Durante las revisiones iniciales realizadas por el Ejército y la Marina, se detectó que los objetos explosivos no habían detonado en la parte baja del puente, pero representaban un peligro latente. Además del hallazgo en la estructura, se localizó un vehículo que contenía una gran cantidad de materiales peligrosos y herramientas diseñadas para su activación a distancia. Todo este material fue destruido en tres etapas diferentes por especialistas, con el objetivo de limpiar el área y permitir que los trabajadores de construcción pudieran iniciar sus labores de reparación.
Trágico accidente por dispositivo no detectado
A pesar de las intensas jornadas de búsqueda con binomios caninos, el martes pasado ocurrió una tragedia cuando un material explosivo que no había sido localizado estalló inesperadamente. La detonación se produjo mientras maquinaria pesada realizaba trabajos de demolición en el puente, hiriendo al operador de la máquina de forma inmediata. Lamentablemente, la fuerza de la explosión lanzó un pedazo de concreto hacia una parcela cercana, lo que provocó la muerte de un civil que se encontraba realizando sus labores diarias en el campo, ajeno a la situación del puente.
Las autoridades reconocieron que este aparato explosivo estaba profundamente oculto dentro de la estructura del puente, en la misma zona donde días antes varios vehículos habían quedado calcinados. El jefe de la policía estatal explicó que las fuertes vibraciones producidas por las máquinas de construcción fueron, muy probablemente, lo que activó el mecanismo que los expertos no lograron ver en la primera revisión. Este hecho ha generado una profunda preocupación entre los habitantes de Puerto Vallarta, quienes temen por la seguridad en las rutas principales que conectan a la región.

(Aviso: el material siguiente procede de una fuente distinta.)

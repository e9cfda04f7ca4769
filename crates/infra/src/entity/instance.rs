//! A single live entity instance.

use std::any::Any;
use std::panic::{AssertUnwindSafe, catch_unwind};
use std::sync::Arc;
use std::time::Duration;

use tokio::sync::{mpsc, oneshot, watch};
use tracing::{Instrument, debug, info, info_span, warn};

use keel_core::{Behavior, DomainError, Effect, EntityId, ExpectedVersion, Kind, PersistentEntity};

use super::EventSourcedEntity;
use super::error::AskError;
use crate::config::EntityConfig;
use crate::event_log::{EventLog, EventLogError, Snapshot, UncommittedEvent};

#[derive(Debug, Clone)]
pub(crate) struct InstanceConfig {
    /// `None` keeps the instance alive until stopped or dropped.
    pub passivate_after: Option<Duration>,
    pub snapshot_after: u64,
    pub mailbox_capacity: usize,
}

impl From<&EntityConfig> for InstanceConfig {
    fn from(config: &EntityConfig) -> Self {
        Self {
            passivate_after: Some(config.passivate_after),
            snapshot_after: config.snapshot_after,
            mailbox_capacity: config.mailbox_capacity,
        }
    }
}

pub(crate) enum InstanceMessage<E: PersistentEntity> {
    Ask {
        command: E::Command,
        reply: oneshot::Sender<Result<E::Reply, AskError>>,
    },
    Stop,
}

/// Mailbox handle of a running instance.
pub struct EntityHandle<E: PersistentEntity> {
    entity_id: EntityId,
    sender: mpsc::Sender<InstanceMessage<E>>,
    terminated: watch::Receiver<bool>,
}

impl<E: PersistentEntity> Clone for EntityHandle<E> {
    fn clone(&self) -> Self {
        Self {
            entity_id: self.entity_id.clone(),
            sender: self.sender.clone(),
            terminated: self.terminated.clone(),
        }
    }
}

impl<E: PersistentEntity> std::fmt::Debug for EntityHandle<E> {
    fn fmt(&self, f: &mut std::fmt::Formatter<'_>) -> std::fmt::Result {
        f.debug_struct("EntityHandle")
            .field("entity_type", &E::ENTITY_TYPE)
            .field("entity_id", &self.entity_id)
            .field("alive", &self.is_alive())
            .finish()
    }
}

impl<E: PersistentEntity> EntityHandle<E> {
    pub fn entity_id(&self) -> &EntityId {
        &self.entity_id
    }

    /// Enqueue a command and wait for its reply, without a deadline.
    pub async fn ask(&self, command: E::Command) -> Result<E::Reply, AskError> {
        match self.enqueue(command).await {
            Ok(pending) => pending.wait().await,
            Err(_command) => Err(self.stopped("mailbox closed")),
        }
    }

    /// Enqueue without waiting for the reply. A closed mailbox hands the
    /// command back: it was never accepted and may be sent elsewhere.
    pub(crate) async fn enqueue(&self, command: E::Command) -> Result<PendingReply<E>, E::Command> {
        let (tx, rx) = oneshot::channel();
        match self.sender.send(InstanceMessage::Ask { command, reply: tx }).await {
            Ok(()) => Ok(PendingReply {
                entity_id: self.entity_id.clone(),
                rx,
            }),
            Err(mpsc::error::SendError(InstanceMessage::Ask { command, .. })) => Err(command),
            Err(mpsc::error::SendError(InstanceMessage::Stop)) => {
                unreachable!("an Ask message was sent")
            }
        }
    }

    pub fn is_alive(&self) -> bool {
        !self.sender.is_closed() && !*self.terminated.borrow()
    }

    /// Ask the instance to stop after the commands already queued, and wait
    /// until it has.
    pub async fn stop(&self) {
        let _ = self.sender.send(InstanceMessage::Stop).await;
        self.wait_terminated().await;
    }

    pub async fn wait_terminated(&self) {
        wait_for_termination(self.terminated.clone()).await
    }

    /// Termination signal that does not hold the mailbox open.
    pub(crate) fn termination(&self) -> watch::Receiver<bool> {
        self.terminated.clone()
    }

    fn stopped(&self, reason: &str) -> AskError {
        AskError::EntityStopped {
            entity_type: E::ENTITY_TYPE.to_string(),
            entity_id: self.entity_id.clone(),
            reason: reason.to_string(),
        }
    }
}

pub(crate) async fn wait_for_termination(mut terminated: watch::Receiver<bool>) {
    while !*terminated.borrow_and_update() {
        if terminated.changed().await.is_err() {
            break;
        }
    }
}

/// Reply to a command the instance has accepted.
pub(crate) struct PendingReply<E: PersistentEntity> {
    entity_id: EntityId,
    rx: oneshot::Receiver<Result<E::Reply, AskError>>,
}

impl<E: PersistentEntity> PendingReply<E> {
    pub(crate) async fn wait(self) -> Result<E::Reply, AskError> {
        let entity_id = self.entity_id;
        self.rx.await.map_err(|_| AskError::EntityStopped {
            entity_type: E::ENTITY_TYPE.to_string(),
            entity_id,
            reason: "reply dropped".to_string(),
        })?
    }
}

pub(crate) fn spawn_instance<E: EventSourcedEntity>(
    entity_id: EntityId,
    log: Arc<dyn EventLog>,
    config: InstanceConfig,
) -> EntityHandle<E> {
    let (sender, rx) = mpsc::channel(config.mailbox_capacity.max(1));
    let (done_tx, terminated) = watch::channel(false);
    let span = info_span!("entity", entity_type = E::ENTITY_TYPE, entity_id = %entity_id);

    let id = entity_id.clone();
    tokio::spawn(
        async move {
            run_instance::<E>(id, log, rx, config).await;
            let _ = done_tx.send(true);
        }
        .instrument(span),
    );

    EntityHandle {
        entity_id,
        sender,
        terminated,
    }
}

async fn run_instance<E: EventSourcedEntity>(
    entity_id: EntityId,
    log: Arc<dyn EventLog>,
    mut rx: mpsc::Receiver<InstanceMessage<E>>,
    config: InstanceConfig,
) {
    let mut instance = match Instance::<E>::recover(entity_id.clone(), log, &config).await {
        Ok(instance) => instance,
        Err(err) => {
            warn!(error = %err, "recovery failed, stopping instance");
            rx.close();
            while let Some(message) = rx.recv().await {
                if let InstanceMessage::Ask { reply, .. } = message {
                    let _ = reply.send(Err(AskError::EntityStopped {
                        entity_type: E::ENTITY_TYPE.to_string(),
                        entity_id: entity_id.clone(),
                        reason: format!("recovery failed: {err}"),
                    }));
                }
            }
            return;
        }
    };

    loop {
        let next = match config.passivate_after {
            Some(idle) => match tokio::time::timeout(idle, rx.recv()).await {
                Ok(next) => next,
                Err(_elapsed) => {
                    info!("entity idle, passivating");
                    break;
                }
            },
            None => rx.recv().await,
        };

        match next {
            Some(InstanceMessage::Ask { command, reply }) => {
                let result = instance.handle(command).await;
                if instance.persist_failed {
                    // Closed before replying, so a retry reaches a fresh instance.
                    rx.close();
                    let _ = reply.send(result);
                    warn!("stopping after persistence failure; the next command recovers from the log");
                    break;
                }
                let _ = reply.send(result);
            }
            Some(InstanceMessage::Stop) => {
                debug!("stop requested");
                break;
            }
            None => break,
        }
    }

    // Refuse new commands, but answer those already accepted. After a failed
    // persist the in-memory state may lag the log, so nothing more is handled.
    rx.close();
    while let Some(message) = rx.recv().await {
        if let InstanceMessage::Ask { command, reply } = message {
            let result = if instance.persist_failed {
                Err(AskError::EntityStopped {
                    entity_type: E::ENTITY_TYPE.to_string(),
                    entity_id: entity_id.clone(),
                    reason: "stopped after persistence failure".to_string(),
                })
            } else {
                instance.handle(command).await
            };
            let _ = reply.send(result);
        }
    }
    debug!(sequence_nr = instance.sequence_nr, "entity stopped");
}

struct Instance<E: PersistentEntity> {
    entity_id: EntityId,
    log: Arc<dyn EventLog>,
    behavior: Behavior<E>,
    sequence_nr: u64,
    events_since_snapshot: u64,
    snapshot_after: u64,
    /// Set when an append failed: the store may hold events this instance
    /// never applied.
    persist_failed: bool,
}

impl<E: EventSourcedEntity> Instance<E> {
    async fn recover(
        entity_id: EntityId,
        log: Arc<dyn EventLog>,
        config: &InstanceConfig,
    ) -> Result<Self, EventLogError> {
        let snapshot = log.load_snapshot(E::ENTITY_TYPE, &entity_id).await?;
        let (state, from) = match snapshot {
            Some(snapshot) => {
                let state: E::State = serde_json::from_value(snapshot.state).map_err(|e| {
                    EventLogError::Serialization(format!("snapshot of {}/{entity_id}: {e}", E::ENTITY_TYPE))
                })?;
                (Some(state), snapshot.sequence_nr)
            }
            None => (None, 0),
        };

        let mut behavior = E::initial_behavior(state);
        let events = log.load(E::ENTITY_TYPE, &entity_id, from).await?;
        let mut sequence_nr = from;
        for stored in &events {
            let event: E::Event = stored.decode_payload()?;
            behavior = behavior.apply_event(&event);
            sequence_nr = stored.sequence_nr;
        }
        let behavior = E::recovery_completed(behavior, &entity_id);

        info!(sequence_nr, replayed = events.len(), "entity recovered");

        Ok(Self {
            entity_id,
            log,
            behavior,
            sequence_nr,
            events_since_snapshot: events.len() as u64,
            snapshot_after: config.snapshot_after,
            persist_failed: false,
        })
    }

    async fn handle(&mut self, command: E::Command) -> Result<E::Reply, AskError> {
        let kind = command.kind();
        let decided = catch_unwind(AssertUnwindSafe(|| {
            self.behavior.handle_command(&self.entity_id, &command)
        }));
        let effect = match decided {
            Ok(effect) => effect,
            Err(panic) => {
                let msg = panic_message(panic.as_ref());
                warn!(command = kind, error = %msg, "command handler panicked");
                return Err(AskError::Domain(DomainError::HandlerFailed(msg)));
            }
        };

        match effect {
            Effect::Reply(reply) => Ok(reply),
            Effect::Reject(msg) => {
                debug!(command = kind, reason = %msg, "command rejected");
                Err(AskError::InvalidCommand(msg))
            }
            Effect::Fail(err) => Err(AskError::from(err)),
            Effect::Persist { events, after } => self.persist(kind, events, after).await,
        }
    }

    async fn persist<F>(&mut self, kind: &str, events: Vec<E::Event>, after: F) -> Result<E::Reply, AskError>
    where
        F: FnOnce(&E::State) -> E::Reply,
    {
        if !events.is_empty() {
            let uncommitted = events
                .iter()
                .map(|event| UncommittedEvent::from_typed(E::ENTITY_TYPE, &self.entity_id, event))
                .collect::<Result<Vec<_>, _>>()
                .map_err(|e| AskError::PersistenceFailure(e.to_string()))?;

            let stored = match self
                .log
                .append(uncommitted, ExpectedVersion::Exact(self.sequence_nr))
                .await
            {
                Ok(stored) => stored,
                Err(err) => {
                    warn!(command = kind, error = %err, "persist failed");
                    self.persist_failed = true;
                    return Err(AskError::PersistenceFailure(err.to_string()));
                }
            };

            // Durable: now fold the events in.
            self.behavior = self.behavior.clone().replay(&events);
            if let Some(last) = stored.last() {
                self.sequence_nr = last.sequence_nr;
            }
            self.events_since_snapshot += stored.len() as u64;
            debug!(command = kind, persisted = stored.len(), sequence_nr = self.sequence_nr, "events persisted");

            self.maybe_snapshot().await;
        }

        let state = self.behavior.state();
        catch_unwind(AssertUnwindSafe(|| after(state))).map_err(|panic| {
            let msg = panic_message(panic.as_ref());
            warn!(command = kind, error = %msg, "reply callback panicked after persist");
            AskError::Domain(DomainError::HandlerFailed(msg))
        })
    }

    async fn maybe_snapshot(&mut self) {
        if self.snapshot_after == 0 || self.events_since_snapshot < self.snapshot_after {
            return;
        }
        let snapshot = match Snapshot::of(
            E::ENTITY_TYPE,
            &self.entity_id,
            self.sequence_nr,
            self.behavior.state(),
        ) {
            Ok(snapshot) => snapshot,
            Err(err) => {
                warn!(error = %err, "snapshot serialization failed");
                return;
            }
        };
        match self.log.save_snapshot(snapshot).await {
            Ok(()) => {
                debug!(sequence_nr = self.sequence_nr, "snapshot saved");
                self.events_since_snapshot = 0;
            }
            Err(err) => warn!(error = %err, "snapshot write failed"),
        }
    }
}

fn panic_message(payload: &(dyn Any + Send)) -> String {
    if let Some(s) = payload.downcast_ref::<&str>() {
        (*s).to_string()
    } else if let Some(s) = payload.downcast_ref::<String>() {
        s.clone()
    } else {
        "handler panicked".to_string()
    }
}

Refuerzan vigilancia y limpieza en la zona
Tras el fatal incidente, el personal de la Marina y el Ejército Mexicano intensificó las labores de rastreo durante el miércoles y jueves para asegurar que no quedara ningún otro mecanismo explosivo oculto. Afortunadamente, en estas nuevas inspecciones no se encontraron más amenazas, lo que permitió declarar la zona como despejada para continuar con las obras necesarias. El gobierno estatal aseguró que mantendrá la vigilancia en los puntos estratégicos para evitar que se repitan actos de represalia que pongan en riesgo la vida de trabajadores y ciudadanos inocentes.